(Collected data entries)
_ _ _ _ _
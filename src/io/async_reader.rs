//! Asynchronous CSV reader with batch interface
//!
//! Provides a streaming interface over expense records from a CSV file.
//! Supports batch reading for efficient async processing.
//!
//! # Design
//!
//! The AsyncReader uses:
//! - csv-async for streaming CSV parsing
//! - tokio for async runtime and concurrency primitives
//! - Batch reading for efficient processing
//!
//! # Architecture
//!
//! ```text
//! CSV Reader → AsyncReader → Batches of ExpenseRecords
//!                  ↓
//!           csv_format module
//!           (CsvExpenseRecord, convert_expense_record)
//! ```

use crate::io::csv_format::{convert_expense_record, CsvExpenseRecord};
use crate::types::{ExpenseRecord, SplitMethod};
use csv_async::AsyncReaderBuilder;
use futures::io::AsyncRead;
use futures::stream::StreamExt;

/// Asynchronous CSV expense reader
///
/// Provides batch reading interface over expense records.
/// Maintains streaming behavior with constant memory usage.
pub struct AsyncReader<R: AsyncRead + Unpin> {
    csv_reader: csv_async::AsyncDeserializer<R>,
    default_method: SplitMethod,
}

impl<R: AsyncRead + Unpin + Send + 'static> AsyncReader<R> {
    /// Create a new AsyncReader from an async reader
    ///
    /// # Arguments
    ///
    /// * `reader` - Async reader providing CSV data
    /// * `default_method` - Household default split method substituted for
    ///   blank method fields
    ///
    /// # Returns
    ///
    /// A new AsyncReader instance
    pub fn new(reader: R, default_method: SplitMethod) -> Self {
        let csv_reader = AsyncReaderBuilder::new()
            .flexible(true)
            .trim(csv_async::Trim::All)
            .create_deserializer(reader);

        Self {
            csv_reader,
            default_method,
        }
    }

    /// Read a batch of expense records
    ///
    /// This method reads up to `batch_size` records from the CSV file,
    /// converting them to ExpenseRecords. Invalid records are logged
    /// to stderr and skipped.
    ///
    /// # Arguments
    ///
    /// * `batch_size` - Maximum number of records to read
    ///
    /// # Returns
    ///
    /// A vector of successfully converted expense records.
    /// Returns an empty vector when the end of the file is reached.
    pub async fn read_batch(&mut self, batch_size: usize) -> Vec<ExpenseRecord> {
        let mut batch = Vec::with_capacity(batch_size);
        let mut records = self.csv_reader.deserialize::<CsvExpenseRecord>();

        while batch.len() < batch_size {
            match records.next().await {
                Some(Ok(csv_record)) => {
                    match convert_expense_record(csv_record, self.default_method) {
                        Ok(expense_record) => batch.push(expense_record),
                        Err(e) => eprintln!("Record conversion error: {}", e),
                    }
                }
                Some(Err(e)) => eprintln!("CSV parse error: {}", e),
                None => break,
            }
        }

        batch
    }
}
_ _ _ _ _
* Exercise requirements *
Each record, exactly as written, is to be printed again.

* Answer to this problem *
filename src/io/async_reader.rs
//! Asynchronous CSV reader with batch interface
//!
//! Provides a streaming interface over expense records from a CSV file.
//! Supports batch reading for efficient async processing.
//!
//! # Design
//!
//! The AsyncReader uses:
//! - csv-async for streaming CSV parsing
//! - tokio for async runtime and concurrency primitives
//! - Batch reading for efficient processing
//!
//! # Architecture
//!
//! ```text
//! CSV Reader → AsyncReader → Batches of ExpenseRecords
//!                  ↓
//!           csv_format module
//!           (CsvExpenseRecord, convert_expense_record)
//! ```

use crate::io::csv_format::{convert_expense_record, CsvExpenseRecord};
use crate::types::{ExpenseRecord, SplitMethod};
use csv_async::AsyncReaderBuilder;
use futures::io::AsyncRead;
use futures::stream::StreamExt;

/// Asynchronous CSV expense reader
///
/// Provides batch reading interface over expense records.
/// Maintains streaming behavior with constant memory usage.
pub struct AsyncReader<R: AsyncRead + Unpin> {
    csv_reader: csv_async::AsyncDeserializer<R>,
    default_method: SplitMethod,
}

impl<R: AsyncRead + Unpin + Send + 'static> AsyncReader<R> {
    /// Create a new AsyncReader from an async reader
    ///
    /// # Arguments
    ///
    /// * `reader` - Async reader providing CSV data
    /// * `default_method` - Household default split method substituted for
    ///   blank method fields
    ///
    /// # Returns
    ///
    /// A new AsyncReader instance
    pub fn new(reader: R, default_method: SplitMethod) -> Self {
        let csv_reader = AsyncReaderBuilder::new()
            .flexible(true)
            .trim(csv_async::Trim::All)
            .create_deserializer(reader);

        Self {
            csv_reader,
            default_method,
        }
    }

    /// Read a batch of expense records
    ///
    /// This method reads up to `batch_size` records from the CSV file,
    /// converting them to ExpenseRecords. Invalid records are logged
    /// to stderr and skipped.
    ///
    /// # Arguments
    ///
    /// * `batch_size` - Maximum number of records to read
    ///
    /// # Returns
    ///
    /// A vector of successfully converted expense records.
    /// Returns an empty vector when the end of the file is reached.
    pub async fn read_batch(&mut self, batch_size: usize) -> Vec<ExpenseRecord> {
        let mut batch = Vec::with_capacity(batch_size);
        let mut records = self.csv_reader.deserialize::<CsvExpenseRecord>();

        while batch.len() < batch_size {
            match records.next().await {
                Some(Ok(csv_record)) => {
                    match convert_expense_record(csv_record, self.default_method) {
                        Ok(expense_record) => batch.push(expense_record),
                        Err(e) => eprintln!("Record conversion error: {}", e),
                    }
                }
                Some(Err(e)) => eprintln!("CSV parse error: {}", e),
                None => break,
            }
        }

        batch
    }
}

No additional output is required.